Let’s also visit Nvidia’s geo-political dimension. Its chips are designed in the United States. The most advanced machines of ASML, a Dutch company, craft the impressions on silicon. The leading cutting-edge foundries of TSMC in Taiwan, and other components from Japan and the US complete the mix.
Consequently, this centrality permits control over the global market and facilitates both access and access denial. Qualitatively in the big league, there is no match for Nvidia. The company also controls the software that programs its unique chips.
Alex Net which was fielded in 2012, is based on deep learning. In 2020, 11 AI models were trained on 10 (to the power 23) FLOPS, floating point operations, (a mathematical computation value).

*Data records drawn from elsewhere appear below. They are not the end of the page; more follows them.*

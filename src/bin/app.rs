use adapter::database::connect_database_with;
use anyhow::{Context, Result};
use api::route::routes;
use axum::Router;
use registry::AppRegistry;
use shared::config::AppConfig;
use shared::env::{which, Environment};
use std::net::{Ipv4Addr, SocketAddr};
use tokio::net::TcpListener;
use tower_http::services::ServeDir;
use tower_http::trace::{DefaultMakeSpan, DefaultOnRequest, DefaultOnResponse, TraceLayer};
use tower_http::LatencyUnit;
use tracing::Level;
use tracing_subscriber::layer::SubscriberExt;
use tracing_subscriber::util::SubscriberInitExt;
use tracing_subscriber::EnvFilter;

#[tokio::main]
async fn main() -> Result<()> {
    let _ = dotenvy::dotenv();
    init_logger()?;
    bootstrap().await
}

fn init_logger() -> Result<()> {
    let log_level = match which() {
        Environment::Development => "debug",
        Environment::Production => "info",
    };

    let env_filter = EnvFilter::try_from_default_env().unwrap_or_else(|_| log_level.into());

    let subscriber = tracing_subscriber::fmt::layer()
        .with_file(true)
        .with_line_number(true)
        .with_target(false);

    tracing_subscriber::registry()
        .with(subscriber)
        .with(env_filter)
        .try_init()?;

    Ok(())
}

async fn bootstrap() -> Result<()> {
    let app_config = AppConfig::new()?;
    let pool = connect_database_with(&app_config.database)?;

    let registry = AppRegistry::new(pool);

    let app = Router::new()
        .merge(routes())
        // Anything outside /api is served from the static frontend.
        .fallback_service(ServeDir::new("static"))
        .layer(
            TraceLayer::new_for_http()
                .make_span_with(DefaultMakeSpan::new().level(Level::INFO))
                .on_request(DefaultOnRequest::new().level(Level::INFO))
                .on_response(
                    DefaultOnResponse::new()
                        .level(Level::INFO)
                        .latency_unit(LatencyUnit::Millis),
                ),
        )
        .with_state(registry);

    let addr = SocketAddr::new(Ipv4Addr::LOCALHOST.into(), app_config.server.port);
    let listener = TcpListener::bind(addr).await?;
    tracing::info!("Listening on {}", addr);
    axum::serve(listener, app)
        .with_graceful_shutdown(shutdown_signal())
        .await
        .context("Unexpected error happened in server")
        .inspect_err(|e| {
            tracing::error!(
                error.cause_chain = ?e, error.message = %e, "Unexpected error"
            )
        })
}

async fn shutdown_signal() {
    let _ = tokio::signal::ctrl_c().await;
    tracing::info!("shutdown signal received");
}
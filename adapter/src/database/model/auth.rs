use kernel::model::{id::UserId, role::Role, user::User};
use shared::error::AppError;
use std::str::FromStr;

#[derive(sqlx::FromRow)]
pub struct CredentialRow {
    pub user_id: UserId,
    pub username: String,
    pub password_hash: String,
    pub role: String,
}

impl TryFrom<CredentialRow> for User {
    type Error = AppError;

    fn try_from(value: CredentialRow) -> Result<Self, Self::Error> {
        let CredentialRow {
            user_id,
            username,
            password_hash: _,
            role,
        } = value;
        Ok(User {
            user_id,
            username,
            role: Role::from_str(&role)
                .map_err(|e| AppError::ConversionEntityError(e.to_string()))?,
        })
    }
}
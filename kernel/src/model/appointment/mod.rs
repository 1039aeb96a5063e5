use crate::model::id::AppointmentId;
use chrono::NaiveDate;

pub mod event;

#[derive(Debug, Clone, PartialEq, Eq)]
pub struct Appointment {
    pub appointment_id: AppointmentId,
    pub patient_name: String,
    pub doctor: String,
    pub date: NaiveDate,
    pub slot: String,
    pub username: String,
}

// Projection used when the listing is scoped to a single user.
#[derive(Debug, Clone, PartialEq, Eq)]
pub struct UserAppointment {
    pub doctor: String,
    pub date: NaiveDate,
    pub slot: String,
}
use crate::model::{id::UserId, user::event::CreateUser};
use async_trait::async_trait;
use shared::error::AppResult;

#[async_trait]
pub trait UserRepository: Send + Sync {
    // The storage layer's uniqueness constraint on the username is the
    // authoritative conflict signal.
    async fn create(&self, event: CreateUser) -> AppResult<UserId>;
}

It is estimated in 2024 the number of such AI models is in excess of 81. Such enormous requirements for speed and capacity are the lifeblood of the demand for Nvidia products.
The chase now is for cheaper, more targeted chips and innovative methods of training. Innovation does not necessarily mean better for the end user. For example, improving the efficacy, by enhancing machine-based learning and using synthetically generated data, as opposed to open data, is unlikely to improve the comprehensiveness of the model.
There is also a notable shift to cheaper smaller models, targeted specifically for defined users or domains. These are easier to train and adapt. Adding to the spectrum is the need to fine-tune models for very specific functionality.
This has led to a cheaper, RAG or Retrieval Augmented Generation. A method used to connect models with external data sources that is more economical than the earlier fine-tuning.
The heart of all this of course is data, and big data. Open and vaulted in companies and institutions. There is serious concern that the big AI players are running out of unused data. Text and image-based data that has fired the AI revolution is estimated to dry up by 2028.
The appetite for data in the AI spectrum is gargantuan. There are also copyright issues, such as the New York Times, suing Open AI and Microsoft for the use of its articles and content over time. Custodians of images have also taken up issues with AI companies.
Future data will only come at a high cost with a cascading financial effect. Custodians of vaulted data may opt to develop their smaller-focused AI options. Further, a lot of data has just been exploited and exhausted.
The other anchor in this ecosystem is data centres. The scramble to get them going to meet the ever-expanding needs of AI, has generated its own set of anxieties. It takes up to two years to set up a large new data centre. Modern data centres need extensive planning and complex supply chain management.
Billions of US Dollars are being invested in these, with fallout on real estate, power, shortages of components and data connectivity. The enormous power requirements have driven the search for locations with adequate yet cheap power, such as in Africa. Innovatively data centres are being built in containers that can be delivered and set up anywhere.
Far from delivering the knowledge of the world to all, AI companies are amassing huge profits, developing enormous dependencies, and ingesting resources. On offer now is immortality, through Ghostbots and Deadbots, all the way up to the replacement of human reasoning, logic and artistic expression. There is also the ever-dedicated world of medicine, science and consumer goods, where AI assumes a far more nuanced identity.
We need to reflect on the central issue raised by Issac Asimov in his book ‘I,Robot’, of developing AI without structured boundaries. The more granular aspects of emerging AI also need a look.
Our changed consciousness, as well as mutated human skill sets, deserves deliberation. This and many other aspects of the Dance of AI as it entices humanity, will be central to our journey in the next issues.
Lt General Sanjiv Langer PVSM, AVSM, is a former Member Armed Forces Tribunal, and former Deputy Chief Integrated Defence Staff. Views expressed here are the writer's own.